- Work required
Please report each line of the data below that contains "Clone".

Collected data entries
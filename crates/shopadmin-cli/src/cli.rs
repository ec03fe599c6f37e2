use clap::{Parser, Subcommand, ValueEnum};

use shopadmin_core::EntityId;

#[derive(Parser)]
#[command(name = "shopadmin")]
#[command(about = "Shop admin CLI for catalog, orders and users")]
#[command(version)]
pub struct Cli {
    #[command(subcommand)]
    pub command: Commands,

    /// Server API base URL (overrides config and SHOPADMIN_URL env var)
    #[arg(short, long, global = true, env = "SHOPADMIN_URL")]
    pub server: Option<String>,

    /// Config profile name
    #[arg(short, long, global = true, env = "SHOPADMIN_PROFILE", default_value = "default")]
    pub profile: String,

    /// Output format
    #[arg(short, long, global = true)]
    pub format: Option<OutputFormat>,

    /// Log level (trace, debug, info, warn, error); RUST_LOG takes precedence
    #[arg(long, global = true)]
    pub log_level: Option<String>,
}

#[derive(Debug, Clone, Copy, PartialEq, Eq, ValueEnum, Default)]
pub enum OutputFormat {
    #[default]
    Table,
    Json,
}

impl OutputFormat {
    pub fn parse(value: &str) -> Option<Self> {
        <Self as ValueEnum>::from_str(value, true).ok()
    }
}

#[derive(Subcommand)]
pub enum Commands {
    /// Manage products
    Product(ProductArgs),
    /// Manage product versions (styles) and their sizes
    Version(VersionArgs),
    /// Manage size records
    Size(SizeArgs),
    /// Manage categories
    Category(CategoryArgs),
    /// List and process orders
    Order(OrderArgs),
    /// List and remove users
    User(UserArgs),
    /// Show dashboard totals
    Stats,
    /// Manage CLI configuration
    Config(ConfigArgs),
}

#[derive(clap::Args, Debug, Clone, Copy)]
pub struct PageArgs {
    /// Page number (1-based)
    #[arg(long, default_value_t = 1)]
    pub page: u32,
    /// Items per page (defaults to the profile page_size)
    #[arg(long)]
    pub limit: Option<u32>,
}

#[derive(clap::Args)]
pub struct EditArgs {
    /// Path to a JSON file with the edited snapshot (fields not given keep their value)
    #[arg(long)]
    pub file: Option<String>,
    /// Print the change set without sending it
    #[arg(long)]
    pub dry_run: bool,
}

#[derive(clap::Args)]
pub struct ConfirmArgs {
    /// Skip the confirmation prompt
    #[arg(short, long)]
    pub yes: bool,
}

// Products

#[derive(clap::Args)]
pub struct ProductArgs {
    #[command(subcommand)]
    pub command: ProductCommands,
}

#[derive(Subcommand)]
pub enum ProductCommands {
    /// List products
    List(ProductListArgs),
    /// Create a product from JSON
    Create(CreateArgs),
    /// Edit a product and send only the changed fields
    Edit(ProductEditArgs),
    /// Delete a product
    Delete(DeleteArgs),
    /// List the versions of a product
    Versions(IdArgs),
}

#[derive(clap::Args)]
pub struct ProductListArgs {
    #[command(flatten)]
    pub page: PageArgs,
    /// Search term
    #[arg(long, default_value = "")]
    pub search: String,
}

#[derive(clap::Args)]
pub struct ProductEditArgs {
    /// Product ID
    pub id: EntityId,
    #[arg(long)]
    pub name: Option<String>,
    #[arg(long)]
    pub price: Option<i64>,
    #[arg(long)]
    pub brand: Option<String>,
    #[arg(long)]
    pub description: Option<String>,
    /// Replace the category selection (repeatable)
    #[arg(long = "category")]
    pub categories: Vec<String>,
    #[arg(long)]
    pub stock: Option<i64>,
    /// Remove a stored image by path (repeatable)
    #[arg(long = "remove-image")]
    pub remove_images: Vec<String>,
    /// Queue a local image file for upload (repeatable)
    #[arg(long = "attach-image")]
    pub attach_images: Vec<String>,
    /// Treat a reordered category list as unchanged
    #[arg(long)]
    pub ignore_category_order: bool,
    #[command(flatten)]
    pub edit: EditArgs,
}

// Versions

#[derive(clap::Args)]
pub struct VersionArgs {
    #[command(subcommand)]
    pub command: VersionCommands,
}

#[derive(Subcommand)]
pub enum VersionCommands {
    /// Show a version with its sizes
    Get(IdArgs),
    /// Create a version for a product from JSON
    Create(VersionCreateArgs),
    /// Edit a version and its sizes
    Edit(VersionEditArgs),
    /// Delete a version
    Delete(DeleteArgs),
}

#[derive(clap::Args)]
pub struct VersionCreateArgs {
    /// Owning product ID
    pub product_id: EntityId,
    /// Path to JSON file (reads from stdin if omitted)
    #[arg(long)]
    pub file: Option<String>,
}

#[derive(clap::Args)]
pub struct VersionEditArgs {
    /// Version ID
    pub id: EntityId,
    #[arg(long)]
    pub style: Option<String>,
    #[arg(long)]
    pub stock: Option<i64>,
    /// Add stock to a size, creating it if missing (e.g. --add-size XL=4)
    #[arg(long = "add-size", value_parser = parse_size_spec)]
    pub add_sizes: Vec<SizeSpec>,
    /// Set the quantity of an existing size (e.g. --set-size M=2)
    #[arg(long = "set-size", value_parser = parse_size_spec)]
    pub set_sizes: Vec<SizeSpec>,
    /// Reset a size's quantity to zero
    #[arg(long = "reset-size")]
    pub reset_sizes: Vec<String>,
    /// Remove a size entirely
    #[arg(long = "remove-size")]
    pub remove_sizes: Vec<String>,
    /// Remove a stored image by path (repeatable)
    #[arg(long = "remove-image")]
    pub remove_images: Vec<String>,
    /// Queue a local image file for upload (repeatable)
    #[arg(long = "attach-image")]
    pub attach_images: Vec<String>,
    #[command(flatten)]
    pub edit: EditArgs,
}

/// `LABEL=QUANTITY` as given on the command line.
#[derive(Debug, Clone, PartialEq, Eq)]
pub struct SizeSpec {
    pub label: String,
    pub quantity: i64,
}

pub fn parse_size_spec(raw: &str) -> Result<SizeSpec, String> {
    let (label, quantity) = raw
        .split_once('=')
        .ok_or_else(|| format!("expected LABEL=QUANTITY, got \"{raw}\""))?;
    let label = label.trim();
    if label.is_empty() {
        return Err("size label cannot be empty".to_string());
    }
    let quantity = quantity
        .trim()
        .parse::<i64>()
        .map_err(|_| format!("invalid quantity \"{quantity}\" for size {label}"))?;
    Ok(SizeSpec {
        label: label.to_string(),
        quantity,
    })
}

// Sizes

#[derive(clap::Args)]
pub struct SizeArgs {
    #[command(subcommand)]
    pub command: SizeCommands,
}

#[derive(Subcommand)]
pub enum SizeCommands {
    /// List all size records
    List,
    /// Create a size record from JSON
    Create(FileArgs),
    /// Update a size record from JSON
    Update(SizeUpdateArgs),
}

#[derive(clap::Args)]
pub struct SizeUpdateArgs {
    /// Size record ID
    pub id: EntityId,
    /// Path to JSON file (reads from stdin if omitted)
    #[arg(long)]
    pub file: Option<String>,
}

// Categories

#[derive(clap::Args)]
pub struct CategoryArgs {
    #[command(subcommand)]
    pub command: CategoryCommands,
}

#[derive(Subcommand)]
pub enum CategoryCommands {
    /// List categories
    List,
    /// Create a category
    Create(CategoryCreateArgs),
    /// Rename a category or change its image
    Update(CategoryUpdateArgs),
    /// Delete a category
    Delete(CategoryDeleteArgs),
    /// List products in a category
    Products(CategoryProductsArgs),
}

#[derive(clap::Args)]
pub struct CategoryCreateArgs {
    pub name: String,
    /// Image path or URL
    #[arg(long)]
    pub image: Option<String>,
}

#[derive(clap::Args)]
pub struct CategoryUpdateArgs {
    /// Current category name
    pub name: String,
    /// New name
    #[arg(long)]
    pub rename: Option<String>,
    #[arg(long)]
    pub image: Option<String>,
}

#[derive(clap::Args)]
pub struct CategoryDeleteArgs {
    pub name: String,
    #[command(flatten)]
    pub confirm: ConfirmArgs,
}

#[derive(clap::Args)]
pub struct CategoryProductsArgs {
    pub name: String,
    #[command(flatten)]
    pub page: PageArgs,
}

// Orders

#[derive(clap::Args)]
pub struct OrderArgs {
    #[command(subcommand)]
    pub command: OrderCommands,
}

#[derive(Subcommand)]
pub enum OrderCommands {
    /// List orders
    List(PageArgs),
    /// Mark a pending order as fulfilled
    Fulfill(IdArgs),
    /// Cancel a pending order
    Cancel(DeleteArgs),
}

// Users

#[derive(clap::Args)]
pub struct UserArgs {
    #[command(subcommand)]
    pub command: UserCommands,
}

#[derive(Subcommand)]
pub enum UserCommands {
    /// List users
    List(PageArgs),
    /// Delete a user
    Delete(DeleteArgs),
}

// Shared

#[derive(clap::Args)]
pub struct IdArgs {
    pub id: EntityId,
}

#[derive(clap::Args)]
pub struct DeleteArgs {
    pub id: EntityId,
    #[command(flatten)]
    pub confirm: ConfirmArgs,
}

#[derive(clap::Args)]
pub struct CreateArgs {
    /// Path to JSON file (reads from stdin if omitted)
    #[arg(long)]
    pub file: Option<String>,
}

pub type FileArgs = CreateArgs;

#[derive(clap::Args)]
pub struct ConfigArgs {
    #[command(subcommand)]
    pub command: ConfigCommands,
}

#[derive(Subcommand)]
pub enum ConfigCommands {
    /// Show current config
    Show,
    /// Set config value
    Set(ConfigSetArgs),
}

#[derive(clap::Args)]
pub struct ConfigSetArgs {
    /// Key to set (server, format, page_size, timeout_secs, log_level)
    pub key: String,
    /// Value
    pub value: String,
}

- Finished task
#[derive(Debug, Clone, Copy, PartialEq, Eq, ValueEnum, Default)]
#[derive(clap::Args, Debug, Clone, Copy)]
#[derive(Debug, Clone, PartialEq, Eq)]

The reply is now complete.